» SOURCE MATERIAL

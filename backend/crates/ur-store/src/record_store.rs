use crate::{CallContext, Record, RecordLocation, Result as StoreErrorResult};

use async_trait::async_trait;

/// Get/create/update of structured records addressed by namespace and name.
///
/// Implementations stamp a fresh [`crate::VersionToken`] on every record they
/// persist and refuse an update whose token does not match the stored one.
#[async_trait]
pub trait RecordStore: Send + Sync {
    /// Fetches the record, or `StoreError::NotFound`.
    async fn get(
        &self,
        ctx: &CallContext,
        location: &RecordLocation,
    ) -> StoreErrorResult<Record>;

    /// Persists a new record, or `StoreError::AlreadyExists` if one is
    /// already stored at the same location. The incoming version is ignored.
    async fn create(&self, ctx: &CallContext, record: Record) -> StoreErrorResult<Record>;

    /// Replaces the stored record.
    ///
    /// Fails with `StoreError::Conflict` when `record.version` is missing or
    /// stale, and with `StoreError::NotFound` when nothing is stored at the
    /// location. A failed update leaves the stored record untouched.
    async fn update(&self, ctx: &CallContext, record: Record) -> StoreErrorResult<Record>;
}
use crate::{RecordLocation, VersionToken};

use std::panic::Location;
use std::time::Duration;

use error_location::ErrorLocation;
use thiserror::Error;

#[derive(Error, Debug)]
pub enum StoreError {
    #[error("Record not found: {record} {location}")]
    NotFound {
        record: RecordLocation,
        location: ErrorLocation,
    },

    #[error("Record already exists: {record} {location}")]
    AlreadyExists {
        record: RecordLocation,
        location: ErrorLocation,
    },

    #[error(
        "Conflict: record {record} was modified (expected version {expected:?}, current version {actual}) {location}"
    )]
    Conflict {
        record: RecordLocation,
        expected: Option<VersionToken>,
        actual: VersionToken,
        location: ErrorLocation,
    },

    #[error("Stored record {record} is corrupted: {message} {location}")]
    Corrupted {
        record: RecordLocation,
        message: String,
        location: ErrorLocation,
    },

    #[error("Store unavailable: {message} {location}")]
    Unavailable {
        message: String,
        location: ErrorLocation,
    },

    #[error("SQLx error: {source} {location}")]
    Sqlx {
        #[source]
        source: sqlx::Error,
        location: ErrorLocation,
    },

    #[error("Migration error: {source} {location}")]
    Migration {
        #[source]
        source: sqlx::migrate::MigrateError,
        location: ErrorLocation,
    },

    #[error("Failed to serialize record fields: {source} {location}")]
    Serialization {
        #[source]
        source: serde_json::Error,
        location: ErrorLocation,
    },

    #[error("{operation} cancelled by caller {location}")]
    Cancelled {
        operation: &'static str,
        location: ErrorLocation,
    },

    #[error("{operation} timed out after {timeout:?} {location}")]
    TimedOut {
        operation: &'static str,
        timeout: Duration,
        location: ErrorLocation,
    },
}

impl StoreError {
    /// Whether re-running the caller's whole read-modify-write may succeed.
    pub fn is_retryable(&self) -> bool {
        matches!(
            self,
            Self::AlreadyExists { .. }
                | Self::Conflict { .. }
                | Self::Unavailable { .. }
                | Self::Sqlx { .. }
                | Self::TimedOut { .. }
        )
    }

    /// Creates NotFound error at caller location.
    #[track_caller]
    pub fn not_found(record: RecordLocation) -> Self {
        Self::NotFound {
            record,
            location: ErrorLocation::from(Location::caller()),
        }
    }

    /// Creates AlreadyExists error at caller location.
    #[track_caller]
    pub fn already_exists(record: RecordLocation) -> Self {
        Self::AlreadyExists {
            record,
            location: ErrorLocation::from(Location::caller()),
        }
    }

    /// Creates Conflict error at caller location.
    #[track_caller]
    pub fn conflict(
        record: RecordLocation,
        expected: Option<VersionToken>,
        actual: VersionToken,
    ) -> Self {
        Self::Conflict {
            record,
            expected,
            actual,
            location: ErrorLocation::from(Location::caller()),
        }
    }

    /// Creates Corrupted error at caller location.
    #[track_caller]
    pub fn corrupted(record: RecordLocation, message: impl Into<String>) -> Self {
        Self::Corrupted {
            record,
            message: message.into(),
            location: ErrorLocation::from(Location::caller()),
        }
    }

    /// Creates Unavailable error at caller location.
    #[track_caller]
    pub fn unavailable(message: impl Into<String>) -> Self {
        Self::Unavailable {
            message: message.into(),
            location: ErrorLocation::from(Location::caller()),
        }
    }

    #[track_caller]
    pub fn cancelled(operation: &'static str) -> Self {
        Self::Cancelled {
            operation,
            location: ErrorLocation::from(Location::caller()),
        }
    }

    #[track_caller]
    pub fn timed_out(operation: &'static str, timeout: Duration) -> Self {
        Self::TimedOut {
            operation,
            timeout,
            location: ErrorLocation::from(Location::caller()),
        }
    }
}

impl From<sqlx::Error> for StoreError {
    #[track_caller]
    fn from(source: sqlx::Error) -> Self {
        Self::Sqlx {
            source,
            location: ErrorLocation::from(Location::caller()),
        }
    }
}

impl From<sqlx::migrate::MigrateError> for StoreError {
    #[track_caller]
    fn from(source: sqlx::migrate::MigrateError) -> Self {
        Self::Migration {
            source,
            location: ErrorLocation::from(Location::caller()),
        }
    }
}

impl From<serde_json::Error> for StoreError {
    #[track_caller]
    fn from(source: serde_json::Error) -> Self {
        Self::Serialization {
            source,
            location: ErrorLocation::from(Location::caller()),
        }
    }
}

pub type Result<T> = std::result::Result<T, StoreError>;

» PROBLEM DESCRIPTION
Output the first line of the entries above and every line after it, exactly as written, ending with the line that contains "every record they".

» WORKED SOLUTION
filename backend/crates/ur-store/src/record_store.rs
use crate::{CallContext, Record, RecordLocation, Result as StoreErrorResult};

use async_trait::async_trait;

/// Get/create/update of structured records addressed by namespace and name.
///
/// Implementations stamp a fresh [`crate::VersionToken`] on every record they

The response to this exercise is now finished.